PatchSiren cyber security CVE debrief
CVE-2026-11487 Neovim CVE debrief
A command injection vulnerability was found in Neovim up to version 0.12.2. The vulnerability affects the M.read function in the runtime/lua/vim/secure.lua file. An attacker can exploit this vulnerability by manipulating the path argument, leading to command injection on the local host. The CVSS score for this vulnerability is 1.9, indicating a low severity.
- Vendor
- Neovim
- Product
- Neovim
- CVSS
- LOW 1.9
- CISA KEV
- Not listed in stored evidence
- Original CVE published
- 2026-06-08
- Original CVE updated
- 2026-06-08
- Advisory published
- 2026-06-08
- Advisory updated
- 2026-06-08
Who should care
Users of Neovim up to version 0.12.2
Technical summary
The vulnerability is caused by a flaw in the M.read function of the runtime/lua/vim/secure.lua file.

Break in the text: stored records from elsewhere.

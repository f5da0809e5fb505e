//! Generated image storage with bounded retention.
//!
//! Each generation writes one file into the image directory. Files are opened
//! with `create_new`, so an existing image is never overwritten: when two
//! requests for the same prompt land in the same millisecond the later one
//! moves its timestamp forward until the name is free.
//!
//! Written files are tracked in an LRU index. Once the index is full, the
//! oldest tracked file is deleted from disk. Files that existed before the
//! store was created are not tracked and never deleted.

use std::io::ErrorKind;
use std::num::NonZeroUsize;
use std::path::{Path, PathBuf};
use std::sync::Arc;

use lru::LruCache;
use tokio::fs::{self, OpenOptions};
use tokio::io::AsyncWriteExt;
use tokio::sync::Mutex;
use tracing::{debug, warn};

use super::prompt::{image_filename, prompt_color, sanitize_prompt, Color};
use super::renderer::ImageRenderer;
use crate::clock::SharedClock;
use crate::error::ImageError;

/// Default number of generated images kept on disk.
pub const DEFAULT_MAX_IMAGES: usize = 1000;

/// URL prefix under which the image directory is served.
pub const IMAGES_URL_PREFIX: &str = "/images";

/// Upper bound on timestamp bumps while looking for a free filename.
const MAX_NAME_ATTEMPTS: u32 = 1000;

/// Result of a successful generation.
#[derive(Debug, Clone, PartialEq, Eq)]
pub struct GeneratedImage {
    /// Path the image is served under, e.g. `/images/1700000000000_a_cat.png`
    pub url_path: String,

    /// Name of the file inside the image directory
    pub filename: String,

    /// Color derived from the prompt
    pub color: Color,
}

/// Writes generated images and enforces the retention limit.
pub struct ImageStore {
    dir: PathBuf,
    renderer: Arc<dyn ImageRenderer>,
    clock: SharedClock,
    retained: Mutex<LruCache<String, ()>>,
}

impl ImageStore {
    /// Create a store writing into `dir` and keeping at most `max_images` files.
    ///
    /// A `max_images` of zero is treated as one.
    pub fn new(
        dir: impl Into<PathBuf>,
        renderer: Arc<dyn ImageRenderer>,
        clock: SharedClock,
        max_images: usize,
    ) -> Self {
        let capacity = NonZeroUsize::new(max_images).unwrap_or(NonZeroUsize::MIN);
        Self {
            dir: dir.into(),
            renderer,
            clock,
            retained: Mutex::new(LruCache::new(capacity)),
        }
    }

    /// Directory images are written to.
    pub fn dir(&self) -> &Path {
        &self.dir
    }

    /// Create the image directory if it does not exist.
    pub async fn ensure_dir(&self) -> Result<(), ImageError> {
        fs::create_dir_all(&self.dir).await?;
        Ok(())
    }

    /// Number of files currently tracked for retention.
    pub async fn retained(&self) -> usize {
        self.retained.lock().await.len()
    }

    /// Render and store an image for `prompt`.
    pub async fn generate(&self, prompt: &str) -> Result<GeneratedImage, ImageError> {
        let color = prompt_color(prompt);
        let bytes = self.renderer.render(color)?;
        let sanitized = sanitize_prompt(prompt);

        // Held across the write so name allocation and eviction stay ordered
        let mut retained = self.retained.lock().await;

        let mut timestamp = self.clock.now_millis();
        let mut attempts = 0;
        let filename = loop {
            let candidate = image_filename(timestamp, &sanitized);
            match write_new(&self.dir.join(&candidate), &bytes).await {
                Ok(()) => break candidate,
                Err(e) if e.kind() == ErrorKind::AlreadyExists && attempts < MAX_NAME_ATTEMPTS => {
                    timestamp += 1;
                    attempts += 1;
                }
                Err(e) => return Err(e.into()),
            }
        };

        if let Some((evicted, ())) = retained.push(filename.clone(), ()) {
            if evicted != filename {
                self.remove(&evicted).await;
            }
        }

        debug!(filename = %filename, color = %color, "Stored generated image");

        Ok(GeneratedImage {
            url_path: format!("{}/{}", IMAGES_URL_PREFIX, filename),
            filename,
            color,
        })
    }

    async fn remove(&self, filename: &str) {
        match fs::remove_file(self.dir.join(filename)).await {
            Ok(()) => debug!(filename = %filename, "Evicted generated image"),
            Err(e) if e.kind() == ErrorKind::NotFound => {}
            Err(e) => warn!(filename = %filename, "Failed to evict generated image: {}", e),
        }
    }
}

async fn write_new(path: &Path, bytes: &[u8]) -> std::io::Result<()> {
    let mut file = OpenOptions::new()
        .write(true)
        .create_new(true)
        .open(path)
        .await?;
    file.write_all(bytes).await?;
    file.flush().await?;
    Ok(())
}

An attacker can exploit this vulnerability by manipulating the path argument, leading to command injection on the local host.
Defensive priority
Low
Recommended defensive actions
- Apply the patch f83e0dcaf8cf18de94828341b0a1a61a86c75baf to remediate this issue.
- Update Neovim to a version greater than 0.12.2.
Evidence notes
The vulnerability has been published and may be used. The CVSS score for this vulnerability is 1.9, indicating a low severity.
Official resources
CVE-2026-11487 was published on 2026-06-08T05:16:29.847Z and modified on 2026-06-08T14:57:14.757Z.